Time is on Mr. Xi’s side in other ways as well. The dog that has yet to bark here is additional “stimulus" for the Chinese economy, in the form of debt-funded fiscal transfers to households and businesses to boost consumption, or another credit expansion to stave off business bankruptcies and fund more public-works construction. Such spending packages—we’re now well into the hundreds of billions of yuan—have become Beijing’s main method for achieving economic “growth" in recent years. Another stimulus package seems inevitable if the trade war drags on.
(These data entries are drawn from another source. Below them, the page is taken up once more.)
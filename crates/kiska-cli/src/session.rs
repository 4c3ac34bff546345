//! Composition root: picks engines and services from config and wires a coordinator.

use std::sync::Arc;
use std::time::Duration;

use anyhow::Context;
use tokio::io::AsyncWriteExt;
use tokio::sync::mpsc;
use tokio::task::JoinHandle;
use tracing::{debug, info, warn};

use kiska_agent::{Coordinator, CoordinatorHandle};
use kiska_core::auth::{CredentialService, LocalCredentialService};
use kiska_core::config::{Config, VoiceConfig, data_dir};
use kiska_media::console::{ConsoleSpeaker, DictationEngine};
use kiska_media::push_to_talk::PushToTalkEngine;
use kiska_media::speech_stream::ElevenLabsEngine;
use kiska_media::{CaptureAdapter, CaptureEngine, SynthesisAdapter, SynthesisEngine};
use kiska_providers::identity::FirebaseCredentialService;
use kiska_providers::{ResolverClient, resolver_from_config};

/// How the capture side is fed from the terminal.
pub enum CaptureInput {
    /// Typed lines stand in for recognized speech.
    Dictation(Arc<DictationEngine>),
    /// Raw 16-bit mono PCM is uploaded to a transcription service.
    Recording(Arc<PushToTalkEngine>),
}

pub struct Session {
    pub handle: CoordinatorHandle,
    pub task: JoinHandle<()>,
    pub input: CaptureInput,
    pub synthesis: Arc<SynthesisAdapter>,
    pub credentials: Arc<dyn CredentialService>,
}

/// Options the command line layers over the config file.
#[derive(Default)]
pub struct SessionOptions {
    /// Skip speech pacing so one-shot commands return promptly.
    pub instant_speech: bool,
}

pub fn credentials_from_config(config: &Config) -> anyhow::Result<Arc<dyn CredentialService>> {
    match config.auth_provider().as_str() {
        "local" => Ok(Arc::new(LocalCredentialService::new())),
        "firebase" => {
            let api_key = config
                .auth_api_key()
                .context("Auth provider 'firebase' requires an API key")?;
            Ok(Arc::new(FirebaseCredentialService::new(api_key)))
        }
        other => anyhow::bail!("Unknown auth provider '{other}'"),
    }
}

pub fn synthesis_engine(
    voice: &VoiceConfig,
    speaker: &str,
    options: &SessionOptions,
) -> anyhow::Result<Arc<dyn SynthesisEngine>> {
    match voice.engine.as_str() {
        "console" => {
            let mut engine = ConsoleSpeaker::new(speaker).quiet();
            if options.instant_speech {
                engine = engine.with_pace(Duration::ZERO);
            }
            Ok(Arc::new(engine))
        }
        "elevenlabs" => {
            let (audio_tx, audio_rx) = mpsc::unbounded_channel();
            spawn_audio_sink(audio_rx);
            Ok(Arc::new(ElevenLabsEngine::from_config(voice, audio_tx)?))
        }
        other => anyhow::bail!("Unknown voice engine '{other}'"),
    }
}

fn capture_input(config: &Config) -> anyhow::Result<CaptureInput> {
    let transcription = config.transcription();
    match transcription.provider.as_str() {
        "console" => Ok(CaptureInput::Dictation(Arc::new(DictationEngine::new()))),
        "groq" | "openai" => Ok(CaptureInput::Recording(Arc::new(
            PushToTalkEngine::from_config(&transcription)?,
        ))),
        other => anyhow::bail!("Unknown transcription provider '{other}'"),
    }
}

/// Write streamed speech audio to `~/.kiska/speech.mp3`.
fn spawn_audio_sink(mut audio_rx: mpsc::UnboundedReceiver<Vec<u8>>) {
    tokio::spawn(async move {
        let path = data_dir().join("speech.mp3");
        if let Err(e) = tokio::fs::create_dir_all(data_dir()).await {
            warn!(error = %e, "Cannot create data directory; discarding speech audio");
        }
        let mut file = match tokio::fs::File::create(&path).await {
            Ok(file) => file,
            Err(e) => {
                warn!(path = %path.display(), error = %e, "Cannot open speech audio file");
                while audio_rx.recv().await.is_some() {}
                return;
            }
        };
        while let Some(chunk) = audio_rx.recv().await {
            debug!(bytes = chunk.len(), "Speech audio");
            if let Err(e) = file.write_all(&chunk).await {
                warn!(error = %e, "Failed to write speech audio");
                break;
            }
        }
    });
}

impl Session {
    pub fn build(config: &Config, options: SessionOptions) -> anyhow::Result<Self> {
        let assistant = config.assistant();
        let credentials = credentials_from_config(config)?;

        let input = capture_input(config)?;
        let capture_engine: Arc<dyn CaptureEngine> = match &input {
            CaptureInput::Dictation(engine) => engine.clone(),
            CaptureInput::Recording(engine) => engine.clone(),
        };
        let capture = Arc::new(CaptureAdapter::new(capture_engine));

        let voice = config.voice();
        let synthesis = Arc::new(SynthesisAdapter::with_config(
            synthesis_engine(&voice, &assistant.name, &options)?,
            &voice,
        ));

        let resolver_config = config.resolver();
        let resolver = Arc::new(ResolverClient::from_config(
            resolver_from_config(&resolver_config)?,
            &resolver_config,
        ));

        info!(
            capture = capture.engine_id(),
            voice = synthesis.engine_id(),
            resolver = resolver.resolver_id(),
            "Session assembled"
        );

        let coordinator = Coordinator::new(
            assistant,
            capture,
            synthesis.clone(),
            resolver,
            credentials.clone(),
        );
        let (handle, task) = coordinator.spawn();

        Ok(Self {
            handle,
            task,
            input,
            synthesis,
            credentials,
        })
    }

    /// Stop the coordinator and wait for it to release its engines.
    pub async fn close(self) {
        self.handle.shutdown();
        if let Err(e) = self.task.await {
            warn!(error = %e, "Coordinator task ended abnormally");
        }
    }
}
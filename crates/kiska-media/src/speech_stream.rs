//! ElevenLabs streaming synthesis engine.
//!
//! Audio arrives as raw PCM (16-bit, 16kHz, mono) and is forwarded chunk by
//! chunk to an audio sink owned by the host. The utterance is done when the
//! stream ends.

use std::sync::Mutex;

use async_trait::async_trait;
use futures::StreamExt;
use serde::Deserialize;
use tokio::sync::mpsc;
use tokio_util::sync::CancellationToken;
use tracing::{debug, warn};

use kiska_core::config::VoiceConfig;

use crate::synthesis::{SynthesisEmitter, SynthesisEngine, Utterance, VoiceInfo};

const API_BASE: &str = "https://api.elevenlabs.io/v1";
const DEFAULT_VOICE: &str = "Rachel";
const DEFAULT_MODEL: &str = "eleven_turbo_v2";

pub fn stream_url(voice: &str) -> String {
    format!("{API_BASE}/text-to-speech/{voice}/stream")
}

/// ElevenLabs accepts speeds between 0.7 and 1.2; map the adapter's 0.5–2.0 range onto it.
pub fn provider_speed(rate: f32) -> f32 {
    (rate.clamp(0.5, 2.0) * 0.85 + 0.15).clamp(0.7, 1.2)
}

#[derive(Debug, Deserialize)]
struct VoicesResponse {
    voices: Vec<VoiceEntry>,
}

#[derive(Debug, Deserialize)]
struct VoiceEntry {
    voice_id: String,
    name: String,
    #[serde(default)]
    labels: std::collections::HashMap<String, String>,
}

pub struct ElevenLabsEngine {
    client: reqwest::Client,
    api_key: String,
    model: String,
    default_voice: String,
    audio_tx: mpsc::UnboundedSender<Vec<u8>>,
    playing: Mutex<Option<CancellationToken>>,
}

impl ElevenLabsEngine {
    /// Create the engine. Audio chunks are delivered to `audio_tx`.
    pub fn from_config(
        config: &VoiceConfig,
        audio_tx: mpsc::UnboundedSender<Vec<u8>>,
    ) -> anyhow::Result<Self> {
        let api_key = config
            .resolve_api_key()
            .ok_or_else(|| anyhow::anyhow!("No ElevenLabs API key configured"))?;
        Ok(Self {
            client: reqwest::Client::new(),
            api_key,
            model: config.model.clone().unwrap_or_else(|| DEFAULT_MODEL.into()),
            default_voice: config.voice.clone().unwrap_or_else(|| DEFAULT_VOICE.into()),
            audio_tx,
            playing: Mutex::new(None),
        })
    }

    fn replace_playback(&self, token: Option<CancellationToken>) {
        let previous = std::mem::replace(
            &mut *self.playing.lock().unwrap_or_else(|e| e.into_inner()),
            token,
        );
        if let Some(previous) = previous {
            previous.cancel();
        }
    }
}

async fn stream_utterance(
    request: reqwest::RequestBuilder,
    audio_tx: mpsc::UnboundedSender<Vec<u8>>,
    cancel: CancellationToken,
) -> anyhow::Result<()> {
    let resp = request.send().await?;
    if !resp.status().is_success() {
        let status = resp.status();
        let body = resp.text().await.unwrap_or_default();
        anyhow::bail!("TTS API error {status}: {body}");
    }

    let mut stream = resp.bytes_stream();
    loop {
        tokio::select! {
            _ = cancel.cancelled() => return Ok(()),
            chunk = stream.next() => match chunk {
                Some(Ok(bytes)) => {
                    if audio_tx.send(bytes.to_vec()).is_err() {
                        debug!("Audio sink dropped, ending stream");
                        return Ok(());
                    }
                }
                Some(Err(e)) => anyhow::bail!("TTS stream error: {e}"),
                None => return Ok(()),
            }
        }
    }
}

#[async_trait]
impl SynthesisEngine for ElevenLabsEngine {
    fn id(&self) -> &str {
        "elevenlabs"
    }

    async fn speak(&self, utterance: Utterance, emitter: SynthesisEmitter) -> anyhow::Result<()> {
        let voice = utterance.voice.as_deref().unwrap_or(&self.default_voice);
        let request = self
            .client
            .post(stream_url(voice))
            .header("xi-api-key", &self.api_key)
            .json(&serde_json::json!({
                "text": utterance.text,
                "model_id": self.model,
                "output_format": "pcm_16000",
                "voice_settings": { "speed": provider_speed(utterance.rate) },
            }));

        let cancel = CancellationToken::new();
        self.replace_playback(Some(cancel.clone()));

        debug!(utterance = utterance.id, voice, "Starting TTS stream");
        let audio_tx = self.audio_tx.clone();
        tokio::spawn(async move {
            match stream_utterance(request, audio_tx, cancel.clone()).await {
                Ok(()) if cancel.is_cancelled() => {}
                Ok(()) => emitter.done(),
                Err(e) => {
                    warn!(utterance = emitter.utterance_id(), %e, "TTS stream failed");
                    emitter.error(e.to_string());
                }
            }
        });
        Ok(())
    }

    async fn stop(&self) -> anyhow::Result<()> {
        self.replace_playback(None);
        Ok(())
    }

    async fn voices(&self) -> anyhow::Result<Vec<VoiceInfo>> {
        let resp = self
            .client
            .get(format!("{API_BASE}/voices"))
            .header("xi-api-key", &self.api_key)
            .send()
            .await?;
        if !resp.status().is_success() {
            anyhow::bail!("Voice list request failed: {}", resp.status());
        }
        let body: VoicesResponse = resp.json().await?;
        Ok(body
            .voices
            .into_iter()
            .map(|v| VoiceInfo {
                locale: v.labels.get("accent").cloned(),
                id: v.voice_id,
                name: v.name,
            })
            .collect())
    }
}

#[cfg(test)]
mod tests {
    use super::*;

    #[test]
    fn test_stream_url() {
        let url = stream_url("Rachel");
        assert!(url.starts_with("https://api.elevenlabs.io"));
        assert!(url.ends_with("/Rachel/stream"));
    }

    #[test]
    fn test_provider_speed_stays_in_range() {
        assert!((provider_speed(1.0) - 1.0).abs() < 1e-6);
        assert_eq!(provider_speed(2.0), 1.2);
        assert_eq!(provider_speed(0.5), 0.7);
    }

    #[test]
    fn test_requires_api_key() {
        let (tx, _rx) = mpsc::unbounded_channel();
        assert!(ElevenLabsEngine::from_config(&VoiceConfig::default(), tx.clone()).is_err());

        let config = VoiceConfig {
            engine: "elevenlabs".into(),
            api_key: Some("xi-test".into()),
            ..Default::default()
        };
        let engine = ElevenLabsEngine::from_config(&config, tx).unwrap();
        assert_eq!(engine.default_voice, DEFAULT_VOICE);
    }

    #[test]
    fn test_voice_list_parsing() {
        let body: VoicesResponse = serde_json::from_str(
            r#"{"voices":[{"voice_id":"21m00","name":"Rachel","labels":{"accent":"american"}}]}"#,
        )
        .unwrap();
        assert_eq!(body.voices[0].voice_id, "21m00");
        assert_eq!(body.voices[0].labels["accent"], "american");
    }
}
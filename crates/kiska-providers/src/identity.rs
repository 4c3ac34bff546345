//! Firebase Identity Toolkit credential service (email + password).

use std::sync::Mutex;

use async_trait::async_trait;
use chrono::Utc;
use serde::{Deserialize, Serialize};
use tokio::sync::watch;
use tracing::{debug, info, warn};

use kiska_core::auth::{AuthError, AuthErrorKind, CredentialService, User, validate_credentials};

const IDENTITY_BASE_URL: &str = "https://identitytoolkit.googleapis.com/v1";

#[derive(Debug, Serialize)]
#[serde(rename_all = "camelCase")]
struct PasswordRequest<'a> {
    email: &'a str,
    password: &'a str,
    return_secure_token: bool,
}

#[derive(Debug, Serialize)]
#[serde(rename_all = "camelCase")]
struct OobRequest<'a> {
    request_type: &'a str,
    email: &'a str,
}

#[derive(Debug, Deserialize)]
#[serde(rename_all = "camelCase")]
struct PasswordResponse {
    local_id: String,
    email: String,
    id_token: String,
}

#[derive(Debug, Deserialize)]
struct ErrorEnvelope {
    error: ErrorBody,
}

#[derive(Debug, Deserialize)]
struct ErrorBody {
    message: String,
}

/// Map a failed Identity Toolkit response body to an [`AuthError`].
pub fn map_error_body(body: &str) -> AuthError {
    match serde_json::from_str::<ErrorEnvelope>(body) {
        Ok(envelope) => AuthError::from_provider(&envelope.error.message, &envelope.error.message),
        Err(_) => AuthError::Provider(body.trim().to_string()),
    }
}

struct Session {
    user: User,
    id_token: String,
}

pub struct FirebaseCredentialService {
    api_key: String,
    base_url: String,
    client: reqwest::Client,
    session: Mutex<Option<Session>>,
    auth_tx: watch::Sender<Option<User>>,
}

impl FirebaseCredentialService {
    pub fn new(api_key: impl Into<String>) -> Self {
        let (auth_tx, _) = watch::channel(None);
        Self {
            api_key: api_key.into(),
            base_url: IDENTITY_BASE_URL.to_string(),
            client: reqwest::Client::new(),
            session: Mutex::new(None),
            auth_tx,
        }
    }

    pub fn with_base_url(mut self, base_url: &str) -> Self {
        self.base_url = base_url.trim_end_matches('/').to_string();
        self
    }

    /// ID token of the signed-in user, for calling authenticated backends.
    pub fn id_token(&self) -> Option<String> {
        self.session
            .lock()
            .unwrap_or_else(|e| e.into_inner())
            .as_ref()
            .map(|s| s.id_token.clone())
    }

    fn url(&self, method: &str) -> String {
        format!("{}/accounts:{method}?key={}", self.base_url, self.api_key)
    }

    async fn post<B: Serialize + ?Sized>(&self, method: &str, body: &B) -> Result<String, AuthError> {
        debug!(method, "Identity Toolkit request");
        let resp = self
            .client
            .post(self.url(method))
            .json(body)
            .send()
            .await
            .map_err(|e| {
                warn!(method, error = %e, "Identity Toolkit unreachable");
                AuthError::Known(AuthErrorKind::Network)
            })?;

        let status = resp.status();
        let text = resp
            .text()
            .await
            .map_err(|_| AuthError::Known(AuthErrorKind::Network))?;
        if !status.is_success() {
            return Err(map_error_body(&text));
        }
        Ok(text)
    }

    async fn password_call(&self, method: &str, email: &str, secret: &str) -> Result<User, AuthError> {
        let body = self
            .post(
                method,
                &PasswordRequest {
                    email: email.trim(),
                    password: secret,
                    return_secure_token: true,
                },
            )
            .await?;
        let resp: PasswordResponse =
            serde_json::from_str(&body).map_err(|e| AuthError::Provider(e.to_string()))?;

        let user = User {
            uid: resp.local_id,
            email: resp.email,
            signed_in_at: Utc::now(),
        };
        *self.session.lock().unwrap_or_else(|e| e.into_inner()) = Some(Session {
            user: user.clone(),
            id_token: resp.id_token,
        });
        self.auth_tx.send_replace(Some(user.clone()));
        Ok(user)
    }
}

#[async_trait]
impl CredentialService for FirebaseCredentialService {
    async fn sign_in(&self, email: &str, secret: &str) -> Result<User, AuthError> {
        let user = self.password_call("signInWithPassword", email, secret).await?;
        info!(uid = %user.uid, "Signed in");
        Ok(user)
    }

    async fn sign_up(&self, email: &str, secret: &str) -> Result<User, AuthError> {
        validate_credentials(email, secret)?;
        let user = self.password_call("signUp", email, secret).await?;
        info!(uid = %user.uid, "Account created");
        Ok(user)
    }

    async fn sign_out(&self) -> Result<(), AuthError> {
        let session = self.session.lock().unwrap_or_else(|e| e.into_inner()).take();
        if let Some(session) = session {
            info!(uid = %session.user.uid, "Signed out");
        }
        self.auth_tx.send_replace(None);
        Ok(())
    }

    async fn reset_password(&self, email: &str) -> Result<(), AuthError> {
        self.post(
            "sendOobCode",
            &OobRequest {
                request_type: "PASSWORD_RESET",
                email: email.trim(),
            },
        )
        .await?;
        Ok(())
    }

    fn current_user(&self) -> Option<User> {
        self.auth_tx.borrow().clone()
    }

    fn subscribe(&self) -> watch::Receiver<Option<User>> {
        self.auth_tx.subscribe()
    }
}

#[cfg(test)]
mod tests {
    use super::*;

    #[test]
    fn test_rest_error_codes_map_to_kinds() {
        let body = r#"{"error":{"code":400,"message":"EMAIL_NOT_FOUND","errors":[]}}"#;
        assert_eq!(map_error_body(body).kind(), Some(AuthErrorKind::NotFound));

        let body = r#"{"error":{"code":400,"message":"WEAK_PASSWORD : Password should be at least 6 characters"}}"#;
        assert_eq!(map_error_body(body).kind(), Some(AuthErrorKind::WeakSecret));
    }

    #[test]
    fn test_unknown_codes_keep_provider_message() {
        let body = r#"{"error":{"code":400,"message":"OPERATION_NOT_ALLOWED"}}"#;
        assert_eq!(
            map_error_body(body),
            AuthError::Provider("OPERATION_NOT_ALLOWED".into())
        );
        assert_eq!(
            map_error_body("<html>bad gateway</html>\n"),
            AuthError::Provider("<html>bad gateway</html>".into())
        );
    }

    #[test]
    fn test_request_urls() {
        let service = FirebaseCredentialService::new("AIza-test").with_base_url("http://localhost:9099/v1/");
        assert_eq!(
            service.url("signUp"),
            "http://localhost:9099/v1/accounts:signUp?key=AIza-test"
        );
    }

    #[tokio::test]
    async fn test_unreachable_backend_is_network_error() {
        let service = FirebaseCredentialService::new("AIza-test").with_base_url("http://127.0.0.1:9");
        let err = service.sign_in("ada@example.com", "hunter22").await.unwrap_err();
        assert_eq!(err.kind(), Some(AuthErrorKind::Network));
        assert!(service.current_user().is_none());
        assert!(service.id_token().is_none());
    }

    #[tokio::test]
    async fn test_sign_up_validates_before_calling_out() {
        let service = FirebaseCredentialService::new("AIza-test").with_base_url("http://127.0.0.1:9");
        let err = service.sign_up("ada@example.com", "abc").await.unwrap_err();
        assert_eq!(err.kind(), Some(AuthErrorKind::WeakSecret));
    }
}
Such policies won’t permanently replace lost U.S. demand for Chinese exports. Only a wholesale reorientation of China’s economy away from state-directed quasi-capitalism and toward productive private entrepreneurship can do that, and it won’t happen under the current leadership. But Beijing does have the fiscal capacity to prop up its economy for much longer than it would take for the American political system to come to its senses on trade. Tight controls on domestic capital and credit allow Chinese policymakers to suppress normal indicia of economic distress, such as insolvencies, for as long as they deem expedient.
That the ability to play this kind of waiting game is only a tactical, and not a strategic, advantage for Beijing. Most of China’s economic problems today arise precisely because the party has built up a political and economic system incapable of generating and then responding to quick feedback on policy errors. America’s greatest advantages always have been the relative brutality of its market economy and its voters’ relative intolerance for failure.
But President Trump has chosen to pursue a tactical rather than a strategic trade policy. In so doing, he’s playing right into Beijing’s hands.